━━ DATA UNDER STUDY ━━

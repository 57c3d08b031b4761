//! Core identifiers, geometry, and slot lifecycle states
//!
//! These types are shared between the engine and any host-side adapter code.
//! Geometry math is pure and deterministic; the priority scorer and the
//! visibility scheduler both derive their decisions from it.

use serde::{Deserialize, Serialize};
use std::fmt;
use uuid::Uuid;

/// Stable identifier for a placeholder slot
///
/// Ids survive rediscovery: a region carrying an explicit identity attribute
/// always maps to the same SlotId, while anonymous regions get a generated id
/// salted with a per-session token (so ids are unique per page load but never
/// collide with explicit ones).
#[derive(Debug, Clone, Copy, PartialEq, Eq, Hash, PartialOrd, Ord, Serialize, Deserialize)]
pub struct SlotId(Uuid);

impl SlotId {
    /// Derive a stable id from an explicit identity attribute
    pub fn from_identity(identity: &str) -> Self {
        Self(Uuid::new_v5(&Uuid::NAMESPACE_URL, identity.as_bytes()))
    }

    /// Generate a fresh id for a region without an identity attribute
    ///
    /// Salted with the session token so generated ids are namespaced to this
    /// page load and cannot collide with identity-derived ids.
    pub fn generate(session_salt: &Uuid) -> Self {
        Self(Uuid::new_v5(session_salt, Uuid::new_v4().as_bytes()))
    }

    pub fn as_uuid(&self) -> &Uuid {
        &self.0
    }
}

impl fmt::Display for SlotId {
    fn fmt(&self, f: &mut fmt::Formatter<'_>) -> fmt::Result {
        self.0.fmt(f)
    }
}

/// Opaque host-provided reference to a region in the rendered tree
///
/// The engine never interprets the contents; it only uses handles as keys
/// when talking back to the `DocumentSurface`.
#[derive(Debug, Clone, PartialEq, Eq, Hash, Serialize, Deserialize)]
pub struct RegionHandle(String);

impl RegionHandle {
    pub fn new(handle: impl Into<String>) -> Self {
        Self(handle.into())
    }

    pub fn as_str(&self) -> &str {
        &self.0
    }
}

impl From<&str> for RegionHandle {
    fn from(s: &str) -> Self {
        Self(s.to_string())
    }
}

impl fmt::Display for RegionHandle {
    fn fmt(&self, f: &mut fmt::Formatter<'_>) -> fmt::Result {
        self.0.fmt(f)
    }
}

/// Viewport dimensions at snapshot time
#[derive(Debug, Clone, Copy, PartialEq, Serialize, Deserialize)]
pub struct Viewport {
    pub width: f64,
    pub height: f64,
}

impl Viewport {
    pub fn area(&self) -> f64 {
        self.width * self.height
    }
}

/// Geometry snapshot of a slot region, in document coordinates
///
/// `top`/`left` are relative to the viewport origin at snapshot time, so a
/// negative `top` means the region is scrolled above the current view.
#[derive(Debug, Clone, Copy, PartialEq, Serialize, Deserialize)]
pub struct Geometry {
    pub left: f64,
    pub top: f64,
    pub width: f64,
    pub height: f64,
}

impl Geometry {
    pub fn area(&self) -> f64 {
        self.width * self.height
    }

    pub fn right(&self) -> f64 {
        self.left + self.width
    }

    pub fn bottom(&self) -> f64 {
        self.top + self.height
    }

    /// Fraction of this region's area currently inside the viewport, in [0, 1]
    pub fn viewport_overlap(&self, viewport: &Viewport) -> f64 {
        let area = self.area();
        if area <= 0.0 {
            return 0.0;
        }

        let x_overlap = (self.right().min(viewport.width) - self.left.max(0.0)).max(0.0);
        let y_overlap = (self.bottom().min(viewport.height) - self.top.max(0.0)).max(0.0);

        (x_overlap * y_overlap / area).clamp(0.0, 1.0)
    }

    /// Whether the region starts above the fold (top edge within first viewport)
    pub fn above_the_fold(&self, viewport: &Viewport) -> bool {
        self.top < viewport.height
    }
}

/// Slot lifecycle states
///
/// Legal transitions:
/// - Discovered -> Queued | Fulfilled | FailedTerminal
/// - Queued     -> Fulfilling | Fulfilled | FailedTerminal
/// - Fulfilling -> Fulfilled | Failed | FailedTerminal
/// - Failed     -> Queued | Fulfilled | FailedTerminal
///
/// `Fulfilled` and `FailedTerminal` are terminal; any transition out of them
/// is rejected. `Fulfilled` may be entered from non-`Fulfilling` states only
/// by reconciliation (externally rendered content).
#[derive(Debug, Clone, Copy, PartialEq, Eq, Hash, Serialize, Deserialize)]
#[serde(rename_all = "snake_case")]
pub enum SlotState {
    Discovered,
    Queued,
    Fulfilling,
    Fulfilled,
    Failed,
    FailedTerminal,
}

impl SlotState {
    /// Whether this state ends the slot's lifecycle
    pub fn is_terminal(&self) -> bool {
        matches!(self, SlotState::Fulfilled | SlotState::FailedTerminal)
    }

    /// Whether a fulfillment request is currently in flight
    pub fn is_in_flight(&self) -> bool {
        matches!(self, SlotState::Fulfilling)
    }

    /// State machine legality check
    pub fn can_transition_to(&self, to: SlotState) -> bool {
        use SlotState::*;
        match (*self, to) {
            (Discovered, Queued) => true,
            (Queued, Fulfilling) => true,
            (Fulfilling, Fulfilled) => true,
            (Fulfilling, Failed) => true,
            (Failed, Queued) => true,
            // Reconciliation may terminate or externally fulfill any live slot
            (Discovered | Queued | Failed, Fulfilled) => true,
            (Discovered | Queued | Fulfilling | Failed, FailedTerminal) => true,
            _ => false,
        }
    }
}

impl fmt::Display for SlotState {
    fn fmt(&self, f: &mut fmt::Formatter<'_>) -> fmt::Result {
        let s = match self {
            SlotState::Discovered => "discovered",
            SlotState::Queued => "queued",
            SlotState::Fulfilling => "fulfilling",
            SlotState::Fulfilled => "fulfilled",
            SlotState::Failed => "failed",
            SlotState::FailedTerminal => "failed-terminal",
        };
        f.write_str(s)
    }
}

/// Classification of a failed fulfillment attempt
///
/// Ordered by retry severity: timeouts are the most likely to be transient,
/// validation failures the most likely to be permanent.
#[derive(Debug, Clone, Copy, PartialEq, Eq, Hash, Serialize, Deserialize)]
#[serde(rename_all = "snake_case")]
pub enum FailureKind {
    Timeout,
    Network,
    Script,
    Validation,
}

━━━

■ EXERCISE BRIEF
Your answer should be the lines of the records that hold the string "impl".

■ RESPONSE TO THE EXERCISE
impl SlotId {
impl fmt::Display for SlotId {
impl RegionHandle {
    pub fn new(handle: impl Into<String>) -> Self {
impl From<&str> for RegionHandle {
impl fmt::Display for RegionHandle {
impl Viewport {
impl Geometry {
impl SlotState {
impl fmt::Display for SlotState {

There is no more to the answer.